Networked information access systems provide
concrete examples which take such concepts out of the realm of
unmotivated, disconnected abstraction
into an arena of broad, immediate discourse.
Course Structure
- The course is divided into 2 approximately equal parts.
- The first part will focus on a general conceptual and technical
overview of the Web based on readings, lectures, discussion and
structured experimentation.
The labs will concentrate on establishing in all participants
basic fluency in fundamental electronic communications and
information access tools and techniques.
- The second part will examine the conceptual and technical underpinnings
of the Internet and the World Wide Web ("the Web'')
from the perspective of information providers.
Readings and discussions will focus on analytic understanding of
fundamental issues
and concepts in network and information-server architecture.
Labs will cover specifics of being an information provider.
- Lab work will be done in structured teams of 2 to 3 students working
at 2 to 3 adjacent workstations.
- Each student will keep an individual course notebook recording
course activities, questions, observations, homeworks, etc.
These notebooks will be reviewed on a regular (weekly) basis
and evaluation of them will be a component of the final grade.
- There will be regular homework assignments and periodic
(announced) ``mini-quizzes'' on the readings
and the lab work.

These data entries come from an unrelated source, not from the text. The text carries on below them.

//! Products domain module.
//!
//! Product records and the keyed catalog that owns them, implemented purely as
//! in-memory domain logic (no IO, no storage).

pub mod catalog;
pub mod product;

pub use catalog::{Catalog, ProductLookup};
pub use product::{DEFAULT_ENERGY_RATE, EnergyTariff, Product, ProductDraft, ProductPatch};
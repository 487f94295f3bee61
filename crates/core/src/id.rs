//! Strongly-typed identifiers used across the domain.

use core::str::FromStr;
use serde::{Deserialize, Serialize};
use uuid::Uuid;

use crate::error::DomainError;

/// Identifier of a product.
///
/// Free-form text so callers can supply their own codes (`"product-c"`); use
/// [`ProductId::generate`] when no code is given.
#[derive(Debug, Clone, PartialEq, Eq, PartialOrd, Ord, Hash, Serialize, Deserialize)]
#[serde(transparent)]
pub struct ProductId(String);

impl ProductId {
    /// Create a fresh identifier.
    ///
    /// Uses UUIDv7 (time-ordered, 74 random bits). Prefer passing IDs explicitly
    /// in tests for determinism.
    pub fn generate() -> Self {
        Self(Uuid::now_v7().to_string())
    }

    pub fn as_str(&self) -> &str {
        &self.0
    }
}

impl core::fmt::Display for ProductId {
    fn fmt(&self, f: &mut core::fmt::Formatter<'_>) -> core::fmt::Result {
        f.write_str(&self.0)
    }
}

impl From<&str> for ProductId {
    fn from(value: &str) -> Self {
        Self(value.to_string())
    }
}

impl From<String> for ProductId {
    fn from(value: String) -> Self {
        Self(value)
    }
}

impl FromStr for ProductId {
    type Err = DomainError;

    fn from_str(s: &str) -> Result<Self, Self::Err> {
        let trimmed = s.trim();
        if trimmed.is_empty() {
            return Err(DomainError::validation("product id cannot be empty"));
        }
        Ok(Self(trimmed.to_string()))
    }
}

All will be "open book."
- The final grade will be based on homework, "mini-quizzes,"
the course notebook, and class participation.
Class Participation
Class participation includes both verbal and written communication
with the instructional staff and with other students.
As hard as it may seem to ask a ``foolish'' question,
the most foolish question is the one which remains unasked
because of concern about ``how I will appear to others.''
Each person in this class should feel ``It is my responsibility
to say when I do not understand something, because if I know
enough to know that I do not understand, then surely there must
be someone else in the class who is no better off than I am
and may not even be aware that there is an issue here.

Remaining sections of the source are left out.